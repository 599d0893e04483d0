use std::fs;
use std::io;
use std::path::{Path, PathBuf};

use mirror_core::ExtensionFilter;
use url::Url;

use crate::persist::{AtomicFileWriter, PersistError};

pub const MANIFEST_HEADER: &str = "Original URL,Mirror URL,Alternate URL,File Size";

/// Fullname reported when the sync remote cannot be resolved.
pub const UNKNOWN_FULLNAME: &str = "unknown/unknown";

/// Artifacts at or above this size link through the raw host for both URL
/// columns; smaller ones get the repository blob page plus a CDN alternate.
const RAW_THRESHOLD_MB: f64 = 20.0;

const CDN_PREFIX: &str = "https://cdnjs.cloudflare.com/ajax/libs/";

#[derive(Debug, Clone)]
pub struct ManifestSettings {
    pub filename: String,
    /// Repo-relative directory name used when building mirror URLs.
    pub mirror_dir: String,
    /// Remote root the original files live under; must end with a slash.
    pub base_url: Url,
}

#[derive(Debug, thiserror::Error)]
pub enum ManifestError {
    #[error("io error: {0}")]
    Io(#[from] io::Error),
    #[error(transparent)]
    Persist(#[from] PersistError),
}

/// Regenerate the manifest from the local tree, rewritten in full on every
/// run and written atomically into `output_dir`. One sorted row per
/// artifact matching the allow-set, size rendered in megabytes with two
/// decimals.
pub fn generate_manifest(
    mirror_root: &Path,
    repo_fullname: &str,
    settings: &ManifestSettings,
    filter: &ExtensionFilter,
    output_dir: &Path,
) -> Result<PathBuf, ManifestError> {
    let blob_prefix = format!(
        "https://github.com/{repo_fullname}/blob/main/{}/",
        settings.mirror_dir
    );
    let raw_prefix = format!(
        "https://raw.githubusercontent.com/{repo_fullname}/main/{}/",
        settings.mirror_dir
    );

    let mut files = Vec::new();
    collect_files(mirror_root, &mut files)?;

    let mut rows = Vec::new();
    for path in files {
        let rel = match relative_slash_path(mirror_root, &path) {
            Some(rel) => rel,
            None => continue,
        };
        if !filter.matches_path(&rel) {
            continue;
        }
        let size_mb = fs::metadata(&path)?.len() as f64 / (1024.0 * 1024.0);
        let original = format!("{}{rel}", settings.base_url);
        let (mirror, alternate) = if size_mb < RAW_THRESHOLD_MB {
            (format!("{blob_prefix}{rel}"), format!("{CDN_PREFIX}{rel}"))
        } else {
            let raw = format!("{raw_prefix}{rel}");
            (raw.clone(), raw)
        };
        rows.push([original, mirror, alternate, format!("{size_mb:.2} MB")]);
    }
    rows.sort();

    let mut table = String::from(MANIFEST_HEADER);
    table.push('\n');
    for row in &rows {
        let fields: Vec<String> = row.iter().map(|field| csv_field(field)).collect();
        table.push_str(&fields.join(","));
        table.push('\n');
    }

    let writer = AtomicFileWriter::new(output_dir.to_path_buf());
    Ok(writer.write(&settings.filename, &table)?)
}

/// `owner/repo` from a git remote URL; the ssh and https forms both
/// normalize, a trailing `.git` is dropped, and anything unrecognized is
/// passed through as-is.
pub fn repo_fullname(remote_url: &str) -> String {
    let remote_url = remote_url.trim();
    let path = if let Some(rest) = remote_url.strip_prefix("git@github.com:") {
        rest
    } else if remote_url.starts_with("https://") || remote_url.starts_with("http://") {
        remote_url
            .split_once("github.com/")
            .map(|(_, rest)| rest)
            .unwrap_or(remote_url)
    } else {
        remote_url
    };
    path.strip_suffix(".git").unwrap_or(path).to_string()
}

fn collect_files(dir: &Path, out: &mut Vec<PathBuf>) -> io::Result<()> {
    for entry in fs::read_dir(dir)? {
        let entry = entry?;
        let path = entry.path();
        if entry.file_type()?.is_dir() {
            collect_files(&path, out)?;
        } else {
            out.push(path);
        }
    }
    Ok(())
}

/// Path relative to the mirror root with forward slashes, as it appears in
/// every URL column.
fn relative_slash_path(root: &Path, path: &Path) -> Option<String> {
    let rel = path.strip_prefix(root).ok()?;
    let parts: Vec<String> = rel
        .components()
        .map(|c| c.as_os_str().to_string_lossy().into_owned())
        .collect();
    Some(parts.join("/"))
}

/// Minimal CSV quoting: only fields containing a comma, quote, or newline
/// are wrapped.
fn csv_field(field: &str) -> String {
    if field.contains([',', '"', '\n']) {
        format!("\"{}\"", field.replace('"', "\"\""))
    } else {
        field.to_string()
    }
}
==
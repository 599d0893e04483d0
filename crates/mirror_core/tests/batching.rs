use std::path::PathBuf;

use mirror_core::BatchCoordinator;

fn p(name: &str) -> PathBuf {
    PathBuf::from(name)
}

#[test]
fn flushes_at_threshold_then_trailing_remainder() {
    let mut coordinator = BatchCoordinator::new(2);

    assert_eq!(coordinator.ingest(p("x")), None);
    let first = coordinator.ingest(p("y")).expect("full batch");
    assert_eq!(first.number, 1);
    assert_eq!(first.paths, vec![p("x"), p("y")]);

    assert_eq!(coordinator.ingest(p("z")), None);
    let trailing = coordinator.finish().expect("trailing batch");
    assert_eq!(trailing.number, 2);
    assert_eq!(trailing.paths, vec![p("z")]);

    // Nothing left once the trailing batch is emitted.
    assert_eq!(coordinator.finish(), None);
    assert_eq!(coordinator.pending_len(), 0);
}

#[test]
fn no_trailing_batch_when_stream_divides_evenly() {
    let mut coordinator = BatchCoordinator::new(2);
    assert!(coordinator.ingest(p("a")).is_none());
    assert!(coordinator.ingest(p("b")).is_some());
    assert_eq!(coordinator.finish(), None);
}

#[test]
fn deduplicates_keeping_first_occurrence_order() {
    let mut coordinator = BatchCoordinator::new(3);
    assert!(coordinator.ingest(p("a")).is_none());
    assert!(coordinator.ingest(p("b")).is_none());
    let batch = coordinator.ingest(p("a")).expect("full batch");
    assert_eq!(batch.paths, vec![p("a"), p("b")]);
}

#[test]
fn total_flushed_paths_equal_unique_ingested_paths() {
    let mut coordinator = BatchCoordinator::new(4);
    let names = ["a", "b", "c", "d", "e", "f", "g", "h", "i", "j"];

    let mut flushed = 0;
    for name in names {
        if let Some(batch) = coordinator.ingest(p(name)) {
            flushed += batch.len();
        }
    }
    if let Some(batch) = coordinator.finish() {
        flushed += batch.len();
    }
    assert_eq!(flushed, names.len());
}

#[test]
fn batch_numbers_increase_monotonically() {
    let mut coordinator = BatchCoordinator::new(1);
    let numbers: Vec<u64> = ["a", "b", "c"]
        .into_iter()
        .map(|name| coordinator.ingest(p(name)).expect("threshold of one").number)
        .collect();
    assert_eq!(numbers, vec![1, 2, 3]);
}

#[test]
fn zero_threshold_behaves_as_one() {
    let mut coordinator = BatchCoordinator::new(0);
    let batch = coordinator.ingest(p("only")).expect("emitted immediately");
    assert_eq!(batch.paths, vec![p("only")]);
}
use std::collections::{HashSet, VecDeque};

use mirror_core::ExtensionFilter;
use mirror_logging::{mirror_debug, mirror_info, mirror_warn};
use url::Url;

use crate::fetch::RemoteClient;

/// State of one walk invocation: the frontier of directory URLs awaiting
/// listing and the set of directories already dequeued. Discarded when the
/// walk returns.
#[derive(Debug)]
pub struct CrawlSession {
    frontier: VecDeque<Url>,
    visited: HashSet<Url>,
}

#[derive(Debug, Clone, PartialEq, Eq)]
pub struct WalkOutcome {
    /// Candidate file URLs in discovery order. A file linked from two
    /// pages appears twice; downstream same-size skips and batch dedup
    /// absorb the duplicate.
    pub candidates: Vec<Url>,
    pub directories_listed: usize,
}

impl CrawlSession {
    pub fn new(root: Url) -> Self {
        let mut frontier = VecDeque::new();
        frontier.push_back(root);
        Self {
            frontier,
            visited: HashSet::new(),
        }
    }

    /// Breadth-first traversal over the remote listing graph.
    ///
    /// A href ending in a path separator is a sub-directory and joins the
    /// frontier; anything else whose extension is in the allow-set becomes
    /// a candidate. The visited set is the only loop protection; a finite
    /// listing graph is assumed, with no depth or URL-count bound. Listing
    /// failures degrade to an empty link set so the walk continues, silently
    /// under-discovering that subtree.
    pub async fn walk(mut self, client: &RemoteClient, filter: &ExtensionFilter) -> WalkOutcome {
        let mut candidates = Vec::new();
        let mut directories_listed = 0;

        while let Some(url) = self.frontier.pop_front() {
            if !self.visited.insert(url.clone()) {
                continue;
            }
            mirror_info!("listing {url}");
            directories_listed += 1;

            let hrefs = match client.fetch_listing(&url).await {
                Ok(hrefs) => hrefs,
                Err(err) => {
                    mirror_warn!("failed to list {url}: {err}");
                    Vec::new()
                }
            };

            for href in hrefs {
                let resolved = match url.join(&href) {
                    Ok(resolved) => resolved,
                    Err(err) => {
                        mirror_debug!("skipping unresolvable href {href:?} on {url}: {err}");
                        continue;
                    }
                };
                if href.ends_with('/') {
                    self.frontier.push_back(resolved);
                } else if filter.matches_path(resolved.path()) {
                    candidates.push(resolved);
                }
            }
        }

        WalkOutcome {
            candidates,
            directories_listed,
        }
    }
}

• **WORK REQUEST**:
Nothing but the lines with "ExtensionFilter" should be returned, copied from the entries above.

• **THE ANSWER**:
use mirror_core::ExtensionFilter;
    filter: &ExtensionFilter,
use mirror_core::ExtensionFilter;
    pub async fn walk(mut self, client: &RemoteClient, filter: &ExtensionFilter) -> WalkOutcome {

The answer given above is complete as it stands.